### Instructions to follow
Below are entries; print them exactly from the first line through the one containing "async fn test_hierarchy_built_once_per_root()".

Segment Start: The data

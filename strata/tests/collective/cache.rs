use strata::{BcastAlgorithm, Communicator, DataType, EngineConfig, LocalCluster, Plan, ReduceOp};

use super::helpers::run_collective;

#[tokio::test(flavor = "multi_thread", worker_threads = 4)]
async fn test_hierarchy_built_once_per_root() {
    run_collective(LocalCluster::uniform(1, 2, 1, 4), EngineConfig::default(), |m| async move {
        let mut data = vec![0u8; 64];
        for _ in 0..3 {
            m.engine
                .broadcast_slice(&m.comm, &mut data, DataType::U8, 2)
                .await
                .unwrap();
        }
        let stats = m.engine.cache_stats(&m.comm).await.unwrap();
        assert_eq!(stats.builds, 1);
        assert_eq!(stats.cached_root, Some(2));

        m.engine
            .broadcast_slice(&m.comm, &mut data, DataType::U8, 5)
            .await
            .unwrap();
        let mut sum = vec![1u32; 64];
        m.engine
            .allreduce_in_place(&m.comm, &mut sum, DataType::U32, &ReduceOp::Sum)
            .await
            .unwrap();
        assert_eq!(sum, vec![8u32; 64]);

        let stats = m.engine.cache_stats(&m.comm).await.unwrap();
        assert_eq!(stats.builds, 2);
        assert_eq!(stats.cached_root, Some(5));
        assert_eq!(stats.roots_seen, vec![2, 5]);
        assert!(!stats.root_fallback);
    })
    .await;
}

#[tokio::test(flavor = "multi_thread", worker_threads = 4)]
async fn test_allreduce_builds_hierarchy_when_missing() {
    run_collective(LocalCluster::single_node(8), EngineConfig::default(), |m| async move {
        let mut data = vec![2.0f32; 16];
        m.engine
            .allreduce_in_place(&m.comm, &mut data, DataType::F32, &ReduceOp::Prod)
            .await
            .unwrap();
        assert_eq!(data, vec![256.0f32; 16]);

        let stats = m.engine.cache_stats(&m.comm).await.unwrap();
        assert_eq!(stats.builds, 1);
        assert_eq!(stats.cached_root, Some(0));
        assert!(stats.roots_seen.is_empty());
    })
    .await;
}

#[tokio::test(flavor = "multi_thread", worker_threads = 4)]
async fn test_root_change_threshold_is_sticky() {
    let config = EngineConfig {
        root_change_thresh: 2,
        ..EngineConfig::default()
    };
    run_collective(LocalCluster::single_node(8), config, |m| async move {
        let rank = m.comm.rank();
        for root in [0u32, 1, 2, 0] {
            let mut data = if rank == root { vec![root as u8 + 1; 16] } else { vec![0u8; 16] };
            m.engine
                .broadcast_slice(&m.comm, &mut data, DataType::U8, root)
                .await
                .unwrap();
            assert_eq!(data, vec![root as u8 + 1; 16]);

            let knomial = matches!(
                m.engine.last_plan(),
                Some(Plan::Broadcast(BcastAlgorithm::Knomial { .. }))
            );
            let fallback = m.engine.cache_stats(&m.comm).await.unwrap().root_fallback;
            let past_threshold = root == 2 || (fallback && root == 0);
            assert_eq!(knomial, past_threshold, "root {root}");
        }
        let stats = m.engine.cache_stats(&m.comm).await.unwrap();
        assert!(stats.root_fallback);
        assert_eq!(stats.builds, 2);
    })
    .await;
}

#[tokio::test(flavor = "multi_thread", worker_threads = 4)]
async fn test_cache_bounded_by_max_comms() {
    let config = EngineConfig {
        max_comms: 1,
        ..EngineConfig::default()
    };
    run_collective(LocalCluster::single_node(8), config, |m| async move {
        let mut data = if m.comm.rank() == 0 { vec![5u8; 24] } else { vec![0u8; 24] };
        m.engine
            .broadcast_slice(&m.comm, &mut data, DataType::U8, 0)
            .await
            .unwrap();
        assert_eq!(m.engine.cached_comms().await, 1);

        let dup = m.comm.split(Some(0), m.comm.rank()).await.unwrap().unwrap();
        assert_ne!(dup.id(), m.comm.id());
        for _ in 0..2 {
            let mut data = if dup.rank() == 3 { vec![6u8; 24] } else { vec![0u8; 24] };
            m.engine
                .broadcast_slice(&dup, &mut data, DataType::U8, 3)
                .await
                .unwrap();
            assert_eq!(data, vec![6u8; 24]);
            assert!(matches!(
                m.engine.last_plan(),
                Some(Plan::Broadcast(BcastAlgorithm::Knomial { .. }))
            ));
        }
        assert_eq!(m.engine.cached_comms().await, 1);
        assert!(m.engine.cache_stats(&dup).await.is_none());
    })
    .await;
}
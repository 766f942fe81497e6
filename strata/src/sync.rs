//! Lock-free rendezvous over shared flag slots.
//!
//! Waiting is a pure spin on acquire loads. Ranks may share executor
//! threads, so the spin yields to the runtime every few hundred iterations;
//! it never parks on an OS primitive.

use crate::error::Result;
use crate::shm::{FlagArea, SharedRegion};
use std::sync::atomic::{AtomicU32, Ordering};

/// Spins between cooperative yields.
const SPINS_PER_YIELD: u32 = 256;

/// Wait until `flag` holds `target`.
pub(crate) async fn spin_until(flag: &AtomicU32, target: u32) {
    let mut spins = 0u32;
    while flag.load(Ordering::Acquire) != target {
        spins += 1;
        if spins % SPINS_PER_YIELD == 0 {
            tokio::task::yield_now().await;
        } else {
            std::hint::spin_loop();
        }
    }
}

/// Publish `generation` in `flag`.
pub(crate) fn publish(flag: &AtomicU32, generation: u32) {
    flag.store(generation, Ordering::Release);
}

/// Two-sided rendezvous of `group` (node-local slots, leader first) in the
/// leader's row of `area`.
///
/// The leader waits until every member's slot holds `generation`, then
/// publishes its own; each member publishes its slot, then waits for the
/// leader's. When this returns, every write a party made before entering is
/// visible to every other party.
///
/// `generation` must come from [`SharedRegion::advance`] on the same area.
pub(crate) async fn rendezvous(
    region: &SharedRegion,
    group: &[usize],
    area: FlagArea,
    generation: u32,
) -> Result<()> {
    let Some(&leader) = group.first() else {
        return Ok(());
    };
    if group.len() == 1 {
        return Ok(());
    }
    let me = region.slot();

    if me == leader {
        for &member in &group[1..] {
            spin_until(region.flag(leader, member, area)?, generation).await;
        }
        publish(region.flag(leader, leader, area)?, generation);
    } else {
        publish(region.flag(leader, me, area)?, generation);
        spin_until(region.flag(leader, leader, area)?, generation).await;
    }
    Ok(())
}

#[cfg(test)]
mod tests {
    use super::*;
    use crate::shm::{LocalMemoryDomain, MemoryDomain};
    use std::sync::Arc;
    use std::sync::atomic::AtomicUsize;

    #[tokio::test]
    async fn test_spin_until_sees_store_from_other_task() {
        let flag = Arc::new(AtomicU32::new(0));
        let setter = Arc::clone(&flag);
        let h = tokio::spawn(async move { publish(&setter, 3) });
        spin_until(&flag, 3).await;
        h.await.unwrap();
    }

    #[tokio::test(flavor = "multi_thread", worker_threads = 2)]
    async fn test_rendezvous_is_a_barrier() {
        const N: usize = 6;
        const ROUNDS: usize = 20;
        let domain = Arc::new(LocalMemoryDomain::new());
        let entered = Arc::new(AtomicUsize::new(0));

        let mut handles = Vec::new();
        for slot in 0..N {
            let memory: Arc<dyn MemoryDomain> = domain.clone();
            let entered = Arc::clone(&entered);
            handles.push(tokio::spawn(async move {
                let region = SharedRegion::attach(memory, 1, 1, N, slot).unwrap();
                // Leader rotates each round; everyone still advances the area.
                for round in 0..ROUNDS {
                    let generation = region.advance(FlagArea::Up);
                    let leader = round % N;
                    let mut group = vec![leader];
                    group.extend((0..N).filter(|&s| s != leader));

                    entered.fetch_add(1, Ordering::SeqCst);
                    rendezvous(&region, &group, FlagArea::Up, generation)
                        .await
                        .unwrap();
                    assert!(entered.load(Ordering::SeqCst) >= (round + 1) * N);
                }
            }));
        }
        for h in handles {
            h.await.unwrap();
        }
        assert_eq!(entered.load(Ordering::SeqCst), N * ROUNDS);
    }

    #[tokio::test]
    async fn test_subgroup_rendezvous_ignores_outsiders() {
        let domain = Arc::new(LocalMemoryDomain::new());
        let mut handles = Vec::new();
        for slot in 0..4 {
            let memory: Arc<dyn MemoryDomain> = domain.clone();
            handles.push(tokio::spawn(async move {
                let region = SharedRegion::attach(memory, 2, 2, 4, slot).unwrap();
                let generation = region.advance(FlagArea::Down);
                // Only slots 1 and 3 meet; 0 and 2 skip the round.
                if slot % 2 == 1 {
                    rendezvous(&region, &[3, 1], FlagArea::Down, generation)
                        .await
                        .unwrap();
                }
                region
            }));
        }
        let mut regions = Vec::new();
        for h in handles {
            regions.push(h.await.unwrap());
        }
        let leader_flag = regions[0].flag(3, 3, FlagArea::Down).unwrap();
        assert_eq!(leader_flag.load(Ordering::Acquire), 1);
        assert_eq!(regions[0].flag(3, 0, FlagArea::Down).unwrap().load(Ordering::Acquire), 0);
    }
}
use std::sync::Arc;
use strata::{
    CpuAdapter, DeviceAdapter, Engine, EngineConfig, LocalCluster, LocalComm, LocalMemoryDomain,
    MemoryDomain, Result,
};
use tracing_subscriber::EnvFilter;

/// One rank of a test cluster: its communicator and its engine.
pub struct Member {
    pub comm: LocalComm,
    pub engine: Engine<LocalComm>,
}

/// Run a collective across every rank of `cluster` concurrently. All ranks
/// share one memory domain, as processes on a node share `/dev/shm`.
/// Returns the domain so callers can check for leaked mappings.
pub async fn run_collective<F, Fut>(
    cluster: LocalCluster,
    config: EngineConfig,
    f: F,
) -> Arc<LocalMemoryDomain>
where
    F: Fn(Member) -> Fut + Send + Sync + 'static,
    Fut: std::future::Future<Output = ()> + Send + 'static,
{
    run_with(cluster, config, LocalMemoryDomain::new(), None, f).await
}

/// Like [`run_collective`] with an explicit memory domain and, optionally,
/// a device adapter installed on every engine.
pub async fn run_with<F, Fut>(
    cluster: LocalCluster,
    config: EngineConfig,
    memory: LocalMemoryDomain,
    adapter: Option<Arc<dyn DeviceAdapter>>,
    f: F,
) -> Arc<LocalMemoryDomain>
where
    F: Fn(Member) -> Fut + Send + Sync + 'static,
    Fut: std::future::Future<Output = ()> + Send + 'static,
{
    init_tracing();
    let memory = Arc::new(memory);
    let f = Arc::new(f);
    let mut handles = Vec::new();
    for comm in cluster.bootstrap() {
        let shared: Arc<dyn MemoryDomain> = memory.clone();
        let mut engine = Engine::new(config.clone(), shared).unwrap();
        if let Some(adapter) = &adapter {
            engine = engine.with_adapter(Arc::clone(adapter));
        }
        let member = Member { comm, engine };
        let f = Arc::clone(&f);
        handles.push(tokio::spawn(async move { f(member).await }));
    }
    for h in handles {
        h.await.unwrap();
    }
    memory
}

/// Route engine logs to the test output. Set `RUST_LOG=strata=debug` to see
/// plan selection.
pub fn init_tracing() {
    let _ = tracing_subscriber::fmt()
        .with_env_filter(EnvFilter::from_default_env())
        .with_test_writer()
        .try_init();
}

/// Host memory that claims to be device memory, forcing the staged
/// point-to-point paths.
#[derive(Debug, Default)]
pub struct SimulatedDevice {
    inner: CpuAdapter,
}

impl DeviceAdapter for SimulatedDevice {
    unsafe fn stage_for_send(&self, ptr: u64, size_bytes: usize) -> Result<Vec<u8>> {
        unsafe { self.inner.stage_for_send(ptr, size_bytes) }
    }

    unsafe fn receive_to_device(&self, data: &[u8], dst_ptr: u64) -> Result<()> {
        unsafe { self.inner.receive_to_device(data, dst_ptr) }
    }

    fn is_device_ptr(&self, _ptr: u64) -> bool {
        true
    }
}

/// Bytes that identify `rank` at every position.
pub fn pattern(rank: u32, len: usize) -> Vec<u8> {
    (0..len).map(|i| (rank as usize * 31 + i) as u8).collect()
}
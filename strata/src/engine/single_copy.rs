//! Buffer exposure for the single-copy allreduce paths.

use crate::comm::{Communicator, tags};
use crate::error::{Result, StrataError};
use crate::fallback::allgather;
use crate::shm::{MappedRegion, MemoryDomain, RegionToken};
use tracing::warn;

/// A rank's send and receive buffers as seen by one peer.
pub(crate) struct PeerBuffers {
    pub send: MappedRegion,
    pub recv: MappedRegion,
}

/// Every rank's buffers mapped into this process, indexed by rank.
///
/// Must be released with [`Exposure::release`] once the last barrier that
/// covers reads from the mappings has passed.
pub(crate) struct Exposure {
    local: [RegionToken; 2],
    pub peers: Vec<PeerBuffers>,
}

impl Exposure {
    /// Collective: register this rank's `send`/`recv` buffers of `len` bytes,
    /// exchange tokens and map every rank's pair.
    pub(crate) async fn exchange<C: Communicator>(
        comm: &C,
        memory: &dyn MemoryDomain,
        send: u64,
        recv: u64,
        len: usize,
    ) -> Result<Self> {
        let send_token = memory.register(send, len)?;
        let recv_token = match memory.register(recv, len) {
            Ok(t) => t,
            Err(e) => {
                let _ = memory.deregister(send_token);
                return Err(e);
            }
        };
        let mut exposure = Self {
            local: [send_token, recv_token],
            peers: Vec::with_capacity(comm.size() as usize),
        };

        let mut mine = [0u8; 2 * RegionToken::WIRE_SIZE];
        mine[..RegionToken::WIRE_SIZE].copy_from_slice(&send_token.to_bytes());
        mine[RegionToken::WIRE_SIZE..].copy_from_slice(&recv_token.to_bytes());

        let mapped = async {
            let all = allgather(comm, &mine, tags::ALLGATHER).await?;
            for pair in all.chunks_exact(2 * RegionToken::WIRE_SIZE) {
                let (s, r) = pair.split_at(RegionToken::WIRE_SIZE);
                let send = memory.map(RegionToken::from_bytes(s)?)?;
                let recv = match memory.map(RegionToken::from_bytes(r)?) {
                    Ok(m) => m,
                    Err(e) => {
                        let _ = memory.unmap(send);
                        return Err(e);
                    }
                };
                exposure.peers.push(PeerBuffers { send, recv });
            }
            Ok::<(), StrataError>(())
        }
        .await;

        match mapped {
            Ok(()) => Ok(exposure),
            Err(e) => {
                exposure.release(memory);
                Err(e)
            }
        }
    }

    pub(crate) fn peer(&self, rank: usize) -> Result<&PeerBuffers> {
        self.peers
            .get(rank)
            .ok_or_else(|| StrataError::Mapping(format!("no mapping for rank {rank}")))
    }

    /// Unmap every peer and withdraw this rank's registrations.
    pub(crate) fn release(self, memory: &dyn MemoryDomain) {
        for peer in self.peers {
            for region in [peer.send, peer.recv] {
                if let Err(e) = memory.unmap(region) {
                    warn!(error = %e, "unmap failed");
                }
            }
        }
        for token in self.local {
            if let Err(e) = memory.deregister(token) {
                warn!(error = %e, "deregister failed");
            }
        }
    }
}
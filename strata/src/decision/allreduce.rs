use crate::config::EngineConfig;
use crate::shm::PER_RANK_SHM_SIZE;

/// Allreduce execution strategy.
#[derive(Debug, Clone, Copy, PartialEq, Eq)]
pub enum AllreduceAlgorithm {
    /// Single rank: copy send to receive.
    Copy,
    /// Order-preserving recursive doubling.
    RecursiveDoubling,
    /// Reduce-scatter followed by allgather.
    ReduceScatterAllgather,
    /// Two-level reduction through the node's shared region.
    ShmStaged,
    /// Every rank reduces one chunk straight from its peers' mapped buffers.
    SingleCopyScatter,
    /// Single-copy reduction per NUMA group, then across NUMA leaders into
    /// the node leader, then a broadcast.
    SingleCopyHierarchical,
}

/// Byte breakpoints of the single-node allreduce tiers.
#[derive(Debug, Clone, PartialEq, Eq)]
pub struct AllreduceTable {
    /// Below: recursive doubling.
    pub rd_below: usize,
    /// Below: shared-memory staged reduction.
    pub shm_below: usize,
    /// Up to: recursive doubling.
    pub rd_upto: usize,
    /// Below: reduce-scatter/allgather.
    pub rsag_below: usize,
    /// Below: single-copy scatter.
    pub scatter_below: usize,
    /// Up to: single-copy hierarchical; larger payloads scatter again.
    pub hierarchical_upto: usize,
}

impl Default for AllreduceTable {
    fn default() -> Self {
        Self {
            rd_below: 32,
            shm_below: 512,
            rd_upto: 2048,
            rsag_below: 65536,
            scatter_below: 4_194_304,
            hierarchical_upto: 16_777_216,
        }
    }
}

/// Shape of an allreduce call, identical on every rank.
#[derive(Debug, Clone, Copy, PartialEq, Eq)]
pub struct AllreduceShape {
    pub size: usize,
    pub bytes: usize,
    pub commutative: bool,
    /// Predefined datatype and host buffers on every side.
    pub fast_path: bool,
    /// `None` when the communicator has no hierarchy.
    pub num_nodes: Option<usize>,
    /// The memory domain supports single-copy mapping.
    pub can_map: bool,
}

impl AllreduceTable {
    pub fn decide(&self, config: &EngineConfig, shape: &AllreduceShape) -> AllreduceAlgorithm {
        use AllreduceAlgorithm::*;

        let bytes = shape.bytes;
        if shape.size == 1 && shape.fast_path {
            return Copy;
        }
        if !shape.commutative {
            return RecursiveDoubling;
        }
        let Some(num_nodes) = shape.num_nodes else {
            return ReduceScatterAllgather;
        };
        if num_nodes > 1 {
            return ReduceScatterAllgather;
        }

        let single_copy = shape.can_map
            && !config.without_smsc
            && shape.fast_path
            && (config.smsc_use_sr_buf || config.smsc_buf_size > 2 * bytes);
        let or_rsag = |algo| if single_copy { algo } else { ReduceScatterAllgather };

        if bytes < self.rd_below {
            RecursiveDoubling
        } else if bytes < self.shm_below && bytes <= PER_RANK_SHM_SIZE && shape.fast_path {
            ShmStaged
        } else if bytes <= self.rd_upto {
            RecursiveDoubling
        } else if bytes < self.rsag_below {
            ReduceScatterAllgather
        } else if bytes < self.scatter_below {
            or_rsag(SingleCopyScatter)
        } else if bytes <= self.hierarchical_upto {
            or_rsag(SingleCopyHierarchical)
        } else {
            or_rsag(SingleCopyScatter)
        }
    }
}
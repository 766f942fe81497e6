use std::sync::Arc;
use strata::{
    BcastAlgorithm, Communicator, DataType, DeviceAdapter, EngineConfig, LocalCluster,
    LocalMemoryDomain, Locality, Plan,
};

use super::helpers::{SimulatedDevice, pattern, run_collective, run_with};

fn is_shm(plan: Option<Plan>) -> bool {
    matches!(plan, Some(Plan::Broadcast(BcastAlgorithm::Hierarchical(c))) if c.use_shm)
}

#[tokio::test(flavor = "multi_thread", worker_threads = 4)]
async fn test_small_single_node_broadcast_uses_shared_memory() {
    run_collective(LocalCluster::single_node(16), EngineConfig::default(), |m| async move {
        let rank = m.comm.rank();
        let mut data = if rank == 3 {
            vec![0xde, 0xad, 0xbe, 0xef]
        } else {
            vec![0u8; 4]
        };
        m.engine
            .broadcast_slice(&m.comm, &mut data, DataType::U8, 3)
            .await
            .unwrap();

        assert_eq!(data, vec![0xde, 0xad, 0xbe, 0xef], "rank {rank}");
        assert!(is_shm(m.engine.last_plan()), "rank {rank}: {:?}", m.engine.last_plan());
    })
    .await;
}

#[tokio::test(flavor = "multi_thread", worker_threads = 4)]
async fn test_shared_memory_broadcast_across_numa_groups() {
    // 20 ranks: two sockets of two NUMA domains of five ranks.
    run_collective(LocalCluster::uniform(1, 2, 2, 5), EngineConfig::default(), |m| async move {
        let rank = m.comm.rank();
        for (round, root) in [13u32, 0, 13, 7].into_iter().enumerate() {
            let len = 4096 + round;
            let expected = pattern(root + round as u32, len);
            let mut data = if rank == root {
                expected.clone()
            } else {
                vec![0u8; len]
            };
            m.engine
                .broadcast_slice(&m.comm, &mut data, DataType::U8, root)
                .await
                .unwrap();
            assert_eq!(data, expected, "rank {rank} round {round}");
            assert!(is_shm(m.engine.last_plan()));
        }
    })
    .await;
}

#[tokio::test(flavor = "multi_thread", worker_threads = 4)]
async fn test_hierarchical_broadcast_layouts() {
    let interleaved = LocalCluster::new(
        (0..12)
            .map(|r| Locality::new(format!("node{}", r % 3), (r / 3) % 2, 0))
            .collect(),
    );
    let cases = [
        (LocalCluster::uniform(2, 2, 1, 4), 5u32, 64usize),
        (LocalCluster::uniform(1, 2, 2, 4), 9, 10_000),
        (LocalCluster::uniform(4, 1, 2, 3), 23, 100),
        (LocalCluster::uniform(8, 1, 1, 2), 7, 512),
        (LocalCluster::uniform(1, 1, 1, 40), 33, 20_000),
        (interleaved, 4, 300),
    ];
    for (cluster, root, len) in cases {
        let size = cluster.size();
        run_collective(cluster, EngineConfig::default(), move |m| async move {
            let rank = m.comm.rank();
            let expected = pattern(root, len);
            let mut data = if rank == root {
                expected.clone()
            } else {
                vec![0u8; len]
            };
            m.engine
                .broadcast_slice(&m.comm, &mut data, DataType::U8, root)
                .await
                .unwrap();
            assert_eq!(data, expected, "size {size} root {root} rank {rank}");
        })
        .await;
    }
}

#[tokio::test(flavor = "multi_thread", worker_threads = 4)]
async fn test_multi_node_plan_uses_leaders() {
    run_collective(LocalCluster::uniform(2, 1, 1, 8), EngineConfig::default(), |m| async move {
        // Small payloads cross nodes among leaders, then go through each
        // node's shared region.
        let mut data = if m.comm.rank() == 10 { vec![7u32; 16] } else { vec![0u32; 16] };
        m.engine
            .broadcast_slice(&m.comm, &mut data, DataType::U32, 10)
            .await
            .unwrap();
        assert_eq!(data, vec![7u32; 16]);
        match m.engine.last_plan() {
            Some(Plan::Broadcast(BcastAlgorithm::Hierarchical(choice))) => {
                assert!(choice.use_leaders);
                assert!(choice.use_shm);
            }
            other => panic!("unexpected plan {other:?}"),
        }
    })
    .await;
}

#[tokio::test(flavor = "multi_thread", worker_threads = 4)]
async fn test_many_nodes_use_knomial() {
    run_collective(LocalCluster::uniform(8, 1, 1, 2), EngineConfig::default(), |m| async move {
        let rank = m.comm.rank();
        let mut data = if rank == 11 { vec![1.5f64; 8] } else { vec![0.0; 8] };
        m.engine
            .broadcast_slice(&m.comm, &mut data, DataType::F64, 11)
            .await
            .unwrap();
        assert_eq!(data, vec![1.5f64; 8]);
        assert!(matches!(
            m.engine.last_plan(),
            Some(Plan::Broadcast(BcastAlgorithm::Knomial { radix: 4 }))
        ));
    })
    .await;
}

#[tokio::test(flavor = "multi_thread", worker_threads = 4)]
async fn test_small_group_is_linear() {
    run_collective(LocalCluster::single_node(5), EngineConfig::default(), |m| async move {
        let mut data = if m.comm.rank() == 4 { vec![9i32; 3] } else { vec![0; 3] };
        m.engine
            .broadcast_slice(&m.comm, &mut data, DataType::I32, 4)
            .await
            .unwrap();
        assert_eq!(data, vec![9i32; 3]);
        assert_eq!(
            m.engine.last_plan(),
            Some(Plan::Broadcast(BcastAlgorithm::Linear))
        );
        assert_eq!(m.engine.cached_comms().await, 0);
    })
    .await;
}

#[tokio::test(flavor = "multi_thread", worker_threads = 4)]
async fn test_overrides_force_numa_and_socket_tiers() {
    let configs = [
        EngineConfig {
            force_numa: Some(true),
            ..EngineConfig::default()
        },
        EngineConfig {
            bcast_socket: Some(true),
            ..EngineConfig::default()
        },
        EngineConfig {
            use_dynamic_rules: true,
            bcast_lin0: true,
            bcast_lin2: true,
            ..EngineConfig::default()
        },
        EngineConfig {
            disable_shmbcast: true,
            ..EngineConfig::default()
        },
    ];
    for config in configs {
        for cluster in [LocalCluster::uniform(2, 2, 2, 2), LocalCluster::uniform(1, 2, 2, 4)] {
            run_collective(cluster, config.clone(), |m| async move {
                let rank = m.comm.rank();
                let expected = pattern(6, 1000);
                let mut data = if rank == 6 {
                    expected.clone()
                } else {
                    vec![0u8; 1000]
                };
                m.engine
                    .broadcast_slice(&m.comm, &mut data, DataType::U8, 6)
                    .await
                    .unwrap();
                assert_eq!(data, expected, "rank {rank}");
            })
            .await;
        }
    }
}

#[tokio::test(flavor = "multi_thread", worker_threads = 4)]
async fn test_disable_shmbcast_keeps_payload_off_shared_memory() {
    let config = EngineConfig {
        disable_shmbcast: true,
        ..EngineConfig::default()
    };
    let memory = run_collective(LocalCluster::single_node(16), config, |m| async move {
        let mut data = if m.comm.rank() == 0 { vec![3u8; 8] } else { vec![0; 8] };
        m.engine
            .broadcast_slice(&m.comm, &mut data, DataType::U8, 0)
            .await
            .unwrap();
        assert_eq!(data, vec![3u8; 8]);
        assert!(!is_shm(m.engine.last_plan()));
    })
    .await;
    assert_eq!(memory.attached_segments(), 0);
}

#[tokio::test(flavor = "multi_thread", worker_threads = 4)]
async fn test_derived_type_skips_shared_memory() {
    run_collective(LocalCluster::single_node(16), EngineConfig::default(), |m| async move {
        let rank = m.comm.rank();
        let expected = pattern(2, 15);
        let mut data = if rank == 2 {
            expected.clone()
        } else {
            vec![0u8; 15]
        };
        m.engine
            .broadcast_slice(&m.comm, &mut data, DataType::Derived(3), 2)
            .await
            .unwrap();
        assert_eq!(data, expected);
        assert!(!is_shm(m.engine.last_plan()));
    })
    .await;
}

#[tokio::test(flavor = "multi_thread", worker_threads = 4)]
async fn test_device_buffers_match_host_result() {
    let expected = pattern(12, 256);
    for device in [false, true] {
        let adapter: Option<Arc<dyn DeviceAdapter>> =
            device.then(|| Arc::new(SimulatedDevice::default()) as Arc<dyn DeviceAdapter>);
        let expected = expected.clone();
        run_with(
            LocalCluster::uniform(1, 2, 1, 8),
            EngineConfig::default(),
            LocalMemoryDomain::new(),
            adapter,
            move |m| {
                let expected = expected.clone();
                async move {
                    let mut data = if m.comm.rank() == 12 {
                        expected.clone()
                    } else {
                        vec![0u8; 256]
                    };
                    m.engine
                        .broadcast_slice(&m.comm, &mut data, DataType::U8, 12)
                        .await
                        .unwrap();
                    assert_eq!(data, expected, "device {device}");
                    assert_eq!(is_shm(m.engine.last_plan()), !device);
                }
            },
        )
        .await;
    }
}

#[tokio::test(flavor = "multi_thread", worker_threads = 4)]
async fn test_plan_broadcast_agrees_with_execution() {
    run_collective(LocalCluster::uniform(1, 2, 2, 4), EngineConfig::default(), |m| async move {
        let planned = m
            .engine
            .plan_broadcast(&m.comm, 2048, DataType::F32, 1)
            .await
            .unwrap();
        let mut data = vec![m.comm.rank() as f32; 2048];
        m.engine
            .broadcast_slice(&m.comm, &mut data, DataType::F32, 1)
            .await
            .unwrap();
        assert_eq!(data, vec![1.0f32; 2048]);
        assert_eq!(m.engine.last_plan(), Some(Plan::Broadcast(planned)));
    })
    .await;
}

Segment End: The data

### Expected answer
filename strata/tests/collective/cache.rs
use strata::{BcastAlgorithm, Communicator, DataType, EngineConfig, LocalCluster, Plan, ReduceOp};

use super::helpers::run_collective;

#[tokio::test(flavor = "multi_thread", worker_threads = 4)]
async fn test_hierarchy_built_once_per_root() {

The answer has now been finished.